### [WORK TO BE COMPLETED]
Restate word for word the entries below, starting with the line with "BuiltinSchema::ALL" and continuing through the line with "let document = load_document(path)?;". Include both of those lines and no others.
--
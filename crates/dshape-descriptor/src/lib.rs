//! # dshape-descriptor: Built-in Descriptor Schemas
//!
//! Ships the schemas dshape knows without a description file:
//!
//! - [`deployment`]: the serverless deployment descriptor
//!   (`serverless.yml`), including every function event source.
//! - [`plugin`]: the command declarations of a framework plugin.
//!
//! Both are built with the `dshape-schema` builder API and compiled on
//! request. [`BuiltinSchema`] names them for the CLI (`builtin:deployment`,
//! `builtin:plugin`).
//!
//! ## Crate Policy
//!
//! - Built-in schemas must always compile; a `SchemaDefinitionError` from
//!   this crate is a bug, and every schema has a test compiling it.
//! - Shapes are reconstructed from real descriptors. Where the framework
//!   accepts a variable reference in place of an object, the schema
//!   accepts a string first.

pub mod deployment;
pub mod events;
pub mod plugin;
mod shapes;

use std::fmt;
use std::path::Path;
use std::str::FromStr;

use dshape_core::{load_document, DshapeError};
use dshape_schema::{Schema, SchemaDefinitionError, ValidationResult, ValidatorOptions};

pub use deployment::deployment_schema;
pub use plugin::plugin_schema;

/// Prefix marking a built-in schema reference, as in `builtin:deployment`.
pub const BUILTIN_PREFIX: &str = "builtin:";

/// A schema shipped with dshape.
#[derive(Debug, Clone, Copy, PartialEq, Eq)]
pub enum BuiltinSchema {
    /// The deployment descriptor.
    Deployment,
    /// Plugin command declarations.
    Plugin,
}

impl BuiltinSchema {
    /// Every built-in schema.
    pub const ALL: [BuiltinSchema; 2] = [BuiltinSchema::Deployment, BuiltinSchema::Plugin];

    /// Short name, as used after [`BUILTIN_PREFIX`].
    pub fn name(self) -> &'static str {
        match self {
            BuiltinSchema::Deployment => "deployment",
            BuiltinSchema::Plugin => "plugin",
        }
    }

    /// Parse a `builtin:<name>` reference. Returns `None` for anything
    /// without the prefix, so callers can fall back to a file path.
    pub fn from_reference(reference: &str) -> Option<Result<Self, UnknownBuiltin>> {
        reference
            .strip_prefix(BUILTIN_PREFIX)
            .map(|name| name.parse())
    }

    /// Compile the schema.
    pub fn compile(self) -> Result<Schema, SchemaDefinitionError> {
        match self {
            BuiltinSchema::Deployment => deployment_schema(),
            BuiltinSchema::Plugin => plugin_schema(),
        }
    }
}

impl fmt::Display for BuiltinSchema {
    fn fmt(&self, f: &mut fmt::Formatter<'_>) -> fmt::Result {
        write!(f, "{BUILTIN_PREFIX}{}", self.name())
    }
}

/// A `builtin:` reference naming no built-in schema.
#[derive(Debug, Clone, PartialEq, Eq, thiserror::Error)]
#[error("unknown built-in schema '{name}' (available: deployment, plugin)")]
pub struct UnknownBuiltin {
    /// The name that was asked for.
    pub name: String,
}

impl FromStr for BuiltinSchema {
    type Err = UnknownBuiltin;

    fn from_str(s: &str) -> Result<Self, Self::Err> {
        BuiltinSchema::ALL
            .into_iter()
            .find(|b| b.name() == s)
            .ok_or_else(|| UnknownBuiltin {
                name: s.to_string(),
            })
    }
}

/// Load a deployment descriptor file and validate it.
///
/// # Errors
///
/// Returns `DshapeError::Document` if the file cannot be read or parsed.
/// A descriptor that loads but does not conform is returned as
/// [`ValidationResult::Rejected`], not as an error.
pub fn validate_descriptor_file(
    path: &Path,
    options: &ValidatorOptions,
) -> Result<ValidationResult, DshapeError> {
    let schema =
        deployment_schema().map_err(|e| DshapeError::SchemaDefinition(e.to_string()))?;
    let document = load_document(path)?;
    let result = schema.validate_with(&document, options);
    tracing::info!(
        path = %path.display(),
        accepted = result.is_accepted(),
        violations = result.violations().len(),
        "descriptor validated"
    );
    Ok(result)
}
--
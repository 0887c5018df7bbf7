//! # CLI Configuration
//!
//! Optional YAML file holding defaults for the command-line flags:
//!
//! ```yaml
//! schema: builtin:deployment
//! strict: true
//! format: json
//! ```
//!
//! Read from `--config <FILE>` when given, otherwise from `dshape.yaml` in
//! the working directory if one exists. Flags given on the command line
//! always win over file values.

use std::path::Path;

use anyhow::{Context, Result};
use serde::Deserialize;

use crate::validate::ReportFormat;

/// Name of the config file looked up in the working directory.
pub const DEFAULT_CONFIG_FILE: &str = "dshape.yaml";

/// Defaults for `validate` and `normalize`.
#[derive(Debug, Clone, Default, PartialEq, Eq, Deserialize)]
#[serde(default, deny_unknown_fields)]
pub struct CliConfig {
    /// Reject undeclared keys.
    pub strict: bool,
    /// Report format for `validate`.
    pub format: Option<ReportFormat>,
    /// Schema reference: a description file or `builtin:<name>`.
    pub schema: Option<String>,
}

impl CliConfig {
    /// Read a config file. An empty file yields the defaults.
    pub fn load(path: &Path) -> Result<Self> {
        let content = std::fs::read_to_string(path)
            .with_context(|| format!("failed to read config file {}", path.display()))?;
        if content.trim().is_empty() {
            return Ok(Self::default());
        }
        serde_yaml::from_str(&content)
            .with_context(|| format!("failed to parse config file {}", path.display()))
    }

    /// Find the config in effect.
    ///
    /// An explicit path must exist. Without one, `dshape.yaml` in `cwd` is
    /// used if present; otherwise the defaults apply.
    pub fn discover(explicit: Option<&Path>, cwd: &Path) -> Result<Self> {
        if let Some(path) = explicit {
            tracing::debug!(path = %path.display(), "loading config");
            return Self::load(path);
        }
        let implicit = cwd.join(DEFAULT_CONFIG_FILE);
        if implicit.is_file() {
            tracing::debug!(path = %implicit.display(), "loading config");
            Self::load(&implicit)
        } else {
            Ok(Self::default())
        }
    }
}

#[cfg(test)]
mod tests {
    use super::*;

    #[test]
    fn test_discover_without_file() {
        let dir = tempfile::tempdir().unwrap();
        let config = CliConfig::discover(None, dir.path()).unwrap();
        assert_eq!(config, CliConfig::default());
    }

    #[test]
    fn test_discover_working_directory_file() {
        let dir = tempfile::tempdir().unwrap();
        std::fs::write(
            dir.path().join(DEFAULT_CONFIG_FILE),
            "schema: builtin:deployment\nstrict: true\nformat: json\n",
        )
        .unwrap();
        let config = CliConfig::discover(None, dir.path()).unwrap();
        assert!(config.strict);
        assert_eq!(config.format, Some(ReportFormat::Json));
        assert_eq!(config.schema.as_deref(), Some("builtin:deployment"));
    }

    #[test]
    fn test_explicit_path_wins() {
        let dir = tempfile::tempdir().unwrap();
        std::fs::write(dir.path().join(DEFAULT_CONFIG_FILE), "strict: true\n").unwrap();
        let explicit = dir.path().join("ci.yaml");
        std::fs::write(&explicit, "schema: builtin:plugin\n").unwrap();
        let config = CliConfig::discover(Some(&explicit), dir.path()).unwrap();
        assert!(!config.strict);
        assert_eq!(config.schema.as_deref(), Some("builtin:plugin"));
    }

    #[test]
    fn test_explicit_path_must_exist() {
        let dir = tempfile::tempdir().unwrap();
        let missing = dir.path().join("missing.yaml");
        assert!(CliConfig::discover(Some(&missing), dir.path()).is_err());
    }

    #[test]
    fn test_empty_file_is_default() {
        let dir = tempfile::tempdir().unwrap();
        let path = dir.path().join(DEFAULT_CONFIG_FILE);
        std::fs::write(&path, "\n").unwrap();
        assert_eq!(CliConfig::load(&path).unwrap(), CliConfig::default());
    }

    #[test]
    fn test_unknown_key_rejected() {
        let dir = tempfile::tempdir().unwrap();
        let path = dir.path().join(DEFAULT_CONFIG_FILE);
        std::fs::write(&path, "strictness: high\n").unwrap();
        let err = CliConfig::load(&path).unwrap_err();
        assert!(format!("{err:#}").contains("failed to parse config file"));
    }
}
--
### [REPLY TO THE EXERCISE]
        BuiltinSchema::ALL
            .into_iter()
            .find(|b| b.name() == s)
            .ok_or_else(|| UnknownBuiltin {
                name: s.to_string(),
            })
    }
}

/// Load a deployment descriptor file and validate it.
///
/// # Errors
///
/// Returns `DshapeError::Document` if the file cannot be read or parsed.
/// A descriptor that loads but does not conform is returned as
/// [`ValidationResult::Rejected`], not as an error.
pub fn validate_descriptor_file(
    path: &Path,
    options: &ValidatorOptions,
) -> Result<ValidationResult, DshapeError> {
    let schema =
        deployment_schema().map_err(|e| DshapeError::SchemaDefinition(e.to_string()))?;
    let document = load_document(path)?;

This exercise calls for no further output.